If they do exist → read them in this order: a. CHARTER.md — re-absorb the mission and invariants b. SHIP_CHECKLIST.md — re-load the project-specific definition of "ready to ship" c. DECISIONS.md — understand what's been decided and why d. Latest HANDOFF.md — recover current status and blockers quickly e. All in_progress slices in SLICES.yaml — this is your current work f. Run the guard script to see current status

Ending a Session

Write or update HANDOFF.md (or append to the most recent commit message if the handoff is small). Five parts, no exceptions:

What changed — files modified, slices advanced, decisions made
What is now true — new invariants, completed slices, updated budgets
What remains — incomplete slices, known risks, blocking issues
What blocks shipping right now — explicit blockers, or None
Exact next steps — the specific command or test sequence to run next

Example:

## Handoff — 2026-03-01
### Changed
- Completed slice-003 (user routes auth migration)
- Ratchet budget for jwt.verify decreased from 8 → 5

### Now True
- All user route auth goes through withAuth() middleware
- Behavioral tests cover user routes at 100%

### Remains
- slice-004 (data routes) ready to start
- slice-005 (admin routes) blocked on Decision 4 re: webhook auth

### Shipping Blockers
- None

### Next Steps
1. Run `./guard.sh --status` to confirm baseline
2. Start slice-004: mark in_progress in SLICES.yaml
3. Write behavioral tests for src/api/posts.ts and src/api/comments.ts

This format survives context compaction. The next session (or a different agent) can pick up without information loss or having to guess whether the repo is actually releasable.

Phase 1: Audit

The audit phase is about understanding the problem space before changing production code. Measuring first creates the foundation that makes migration safe, and defining the ship gate early prevents the common failure mode where the implementation lands but cleanup keeps spilling into follow-up runs.

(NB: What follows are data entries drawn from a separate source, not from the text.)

//! Notion adapter for [`ContentStore`].
//!
//! Page ids are fetched directly; slugs are looked up through a database
//! query on a rich-text slug property. Block children are flattened into
//! markdown-ish plain text.

use async_trait::async_trait;
use reqwest::{Client, StatusCode};
use secrecy::SecretString;
use serde::Deserialize;
use serde_json::{Value, json};
use std::future::Future;
use std::pin::Pin;
use tracing::debug;

use super::{ContentStore, Page};
use crate::config::NotionConfig;
use crate::config::secrets::bearer;
use crate::error::{Error, Result};

const NOTION_VERSION: &str = "2022-06-28";
const PAGE_SIZE: u32 = 100;
/// Nested block levels followed below the page itself.
const MAX_DEPTH: usize = 2;

pub struct NotionStore {
    http: Client,
    token: SecretString,
    api_base: String,
    database_id: Option<String>,
    slug_property: String,
}

#[derive(Debug, Deserialize)]
struct BlockList {
    results: Vec<Value>,
    #[serde(default)]
    has_more: bool,
    next_cursor: Option<String>,
}

#[derive(Debug, Deserialize)]
struct QueryResults {
    results: Vec<Value>,
}

impl NotionStore {
    pub fn new(token: SecretString, api_base: impl Into<String>) -> Self {
        Self {
            http: Client::new(),
            token,
            api_base: api_base.into().trim_end_matches('/').to_string(),
            database_id: None,
            slug_property: "slug".to_string(),
        }
    }

    /// Build a store from config; `None` when no token is configured.
    pub fn from_config(config: &NotionConfig) -> Option<Self> {
        let token = config.token.clone()?;
        let mut store = Self::new(token, config.api_base.clone())
            .slug_property(config.slug_property.clone());
        if let Some(ref db) = config.database_id {
            store = store.database(db.clone());
        }
        Some(store)
    }

    pub fn database(mut self, database_id: impl Into<String>) -> Self {
        self.database_id = Some(database_id.into());
        self
    }

    pub fn slug_property(mut self, name: impl Into<String>) -> Self {
        self.slug_property = name.into();
        self
    }

    fn get(&self, path: &str) -> reqwest::RequestBuilder {
        self.http
            .get(format!("{}{path}", self.api_base))
            .header("Authorization", bearer(&self.token))
            .header("Notion-Version", NOTION_VERSION)
    }

    fn post(&self, path: &str) -> reqwest::RequestBuilder {
        self.http
            .post(format!("{}{path}", self.api_base))
            .header("Authorization", bearer(&self.token))
            .header("Notion-Version", NOTION_VERSION)
    }

    async fn fetch_page(&self, page_id: &str) -> Result<Option<Page>> {
        let resp = self.get(&format!("/pages/{page_id}")).send().await?;
        if matches!(resp.status(), StatusCode::NOT_FOUND | StatusCode::BAD_REQUEST) {
            return Ok(None);
        }
        let resp = check(resp).await?;
        let value: Value = resp.json().await?;
        Ok(Some(page_from_value(&value)))
    }

    async fn query_slug(&self, database_id: &str, slug: &str) -> Result<Option<Page>> {
        let body = json!({
            "filter": {
                "property": self.slug_property,
                "rich_text": { "equals": slug }
            },
            "page_size": 1
        });
        let resp = self
            .post(&format!("/databases/{database_id}/query"))
            .json(&body)
            .send()
            .await?;
        let resp = check(resp).await?;
        let results: QueryResults = resp.json().await?;
        Ok(results.results.first().map(page_from_value))
    }

    async fn list_children(&self, block_id: &str) -> Result<Vec<Value>> {
        let mut blocks = Vec::new();
        let mut cursor: Option<String> = None;
        loop {
            let mut req = self
                .get(&format!("/blocks/{block_id}/children"))
                .query(&[("page_size", PAGE_SIZE.to_string())]);
            if let Some(ref c) = cursor {
                req = req.query(&[("start_cursor", c.as_str())]);
            }
            let resp = check(req.send().await?).await?;
            let page: BlockList = resp.json().await?;
            blocks.extend(page.results);
            match page.next_cursor {
                Some(next) if page.has_more => cursor = Some(next),
                _ => break,
            }
        }
        Ok(blocks)
    }

    fn render_blocks<'a>(
        &'a self,
        block_id: &'a str,
        depth: usize,
        out: &'a mut Vec<String>,
    ) -> Pin<Box<dyn Future<Output = Result<()>> + Send + 'a>> {
        Box::pin(async move {
            let blocks = self.list_children(block_id).await?;
            for block in &blocks {
                if let Some(line) = render_block(block) {
                    out.push(format!("{}{line}", "  ".repeat(depth)));
                }
                let has_children = block.get("has_children").and_then(Value::as_bool) == Some(true);
                if has_children && depth < MAX_DEPTH {
                    if let Some(child_id) = block.get("id").and_then(Value::as_str) {
                        self.render_blocks(child_id, depth + 1, &mut *out).await?;
                    }
                }
            }
            Ok(())
        })
    }
}

#[async_trait]
impl ContentStore for NotionStore {
    async fn get_page_by_identifier(&self, identifier: &str) -> Result<Option<Page>> {
        if let Some(page_id) = normalize_page_id(identifier) {
            return self.fetch_page(&page_id).await;
        }
        match self.database_id {
            Some(ref db) => self.query_slug(db, identifier).await,
            None => {
                debug!(slug = identifier, "no database configured, slug unresolved");
                Ok(None)
            }
        }
    }

    async fn get_plain_text(&self, page: &Page) -> Result<String> {
        let mut lines = Vec::new();
        self.render_blocks(&page.id, 0, &mut lines).await?;
        Ok(lines.join("\n"))
    }
}

async fn check(resp: reqwest::Response) -> Result<reqwest::Response> {
    let status = resp.status();
    if status.is_success() {
        return Ok(resp);
    }
    let body = resp.text().await.unwrap_or_default();
    Err(Error::ContentStore(format!(
        "Notion HTTP {}: {}",
        status.as_u16(),
        crate::memory::text::truncate_chars(&body, 300)
    )))
}

/// Canonical dashed form of a 32-hex Notion id, or `None` for slugs.
pub fn normalize_page_id(identifier: &str) -> Option<String> {
    let hex: String = identifier.chars().filter(|c| *c != '-').collect();
    if hex.len() != 32 || !hex.chars().all(|c| c.is_ascii_hexdigit()) {
        return None;
    }
    let hex = hex.to_ascii_lowercase();
    Some(format!(
        "{}-{}-{}-{}-{}",
        &hex[0..8],
        &hex[8..12],
        &hex[12..16],
        &hex[16..20],
        &hex[20..32]
    ))
}

fn page_from_value(value: &Value) -> Page {
    let id = value
        .get("id")
        .and_then(Value::as_str)
        .unwrap_or_default()
        .to_string();
    let mut title = None;
    let mut summary = None;
    if let Some(props) = value.get("properties").and_then(Value::as_object) {
        for (name, prop) in props {
            match prop.get("type").and_then(Value::as_str) {
                Some("title") => title = rich_text(prop.get("title")),
                Some("rich_text") if name.eq_ignore_ascii_case("summary") => {
                    summary = rich_text(prop.get("rich_text"))
                }
                _ => {}
            }
        }
    }
    Page { id, title, summary }
}

/// Concatenated `plain_text` of a rich-text array; `None` when empty.
fn rich_text(value: Option<&Value>) -> Option<String> {
    let text: String = value?
        .as_array()?
        .iter()
        .filter_map(|span| span.get("plain_text").and_then(Value::as_str))
        .collect();
    (!text.trim().is_empty()).then_some(text)
}

fn render_block(block: &Value) -> Option<String> {
    let kind = block.get("type")?.as_str()?;
    let data = block.get(kind)?;
    let text = rich_text(data.get("rich_text")).unwrap_or_default();
    let line = match kind {
        "heading_1" => format!("# {text}"),
        "heading_2" => format!("## {text}"),
        "heading_3" => format!("### {text}"),
        "bulleted_list_item" => format!("- {text}"),
        "numbered_list_item" => format!("1. {text}"),
        "to_do" => {
            let checked = data.get("checked").and_then(Value::as_bool) == Some(true);
            format!("[{}] {text}", if checked { "x" } else { " " })
        }
        "quote" | "callout" => format!("> {text}"),
        "paragraph" | "code" | "toggle" => text,
        _ => return None,
    };
    (!line.trim().is_empty()).then_some(line)
}

#[cfg(test)]
mod tests {
    use super::*;

    #[test]
    fn page_ids_are_normalized() {
        assert_eq!(
            normalize_page_id("0123456789ABCDEF0123456789abcdef").as_deref(),
            Some("01234567-89ab-cdef-0123-456789abcdef")
        );
        assert_eq!(normalize_page_id("memory-core"), None);
        assert_eq!(normalize_page_id("memory"), None);
    }

    #[test]
    fn blocks_render_to_lines() {
        let block = json!({
            "type": "to_do",
            "to_do": {"checked": true, "rich_text": [{"plain_text": "ship it"}]}
        });
        assert_eq!(render_block(&block).as_deref(), Some("[x] ship it"));

        let divider = json!({"type": "divider", "divider": {}});
        assert_eq!(render_block(&divider), None);

        let empty = json!({"type": "paragraph", "paragraph": {"rich_text": []}});
        assert_eq!(render_block(&empty), None);
    }

    #[test]
    fn page_properties_yield_title_and_summary() {
        let page = page_from_value(&json!({
            "id": "p1",
            "properties": {
                "Name": {"type": "title", "title": [{"plain_text": "Memory"}]},
                "Summary": {"type": "rich_text", "rich_text": [{"plain_text": "who I am"}]},
                "slug": {"type": "rich_text", "rich_text": [{"plain_text": "memory"}]}
            }
        }));
        assert_eq!(page.id, "p1");
        assert_eq!(page.title.as_deref(), Some("Memory"));
        assert_eq!(page.summary.as_deref(), Some("who I am"));
    }
}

Step 1: Create the Charter

Create CHARTER.md using the template in references/templates/CHARTER.md. This defines:

Mission — one sentence: what are you migrating and why
Critical workflows — user-visible paths that must not regress
External surfaces — public APIs, env vars, dashboards, webhooks, CLI entrypoints, data contracts, or automation hooks the migration might break outside the immediate repo
Invariants — things that must remain true throughout (e.g., "all existing tests pass", "no user-facing behavior changes")
Non-goals — things you're explicitly NOT doing (prevents scope creep)
Guardrails — process rules
Ship gate — the exact automated and manual evidence required before calling the migration done

The charter is the constitution. When in doubt about scope, check the charter.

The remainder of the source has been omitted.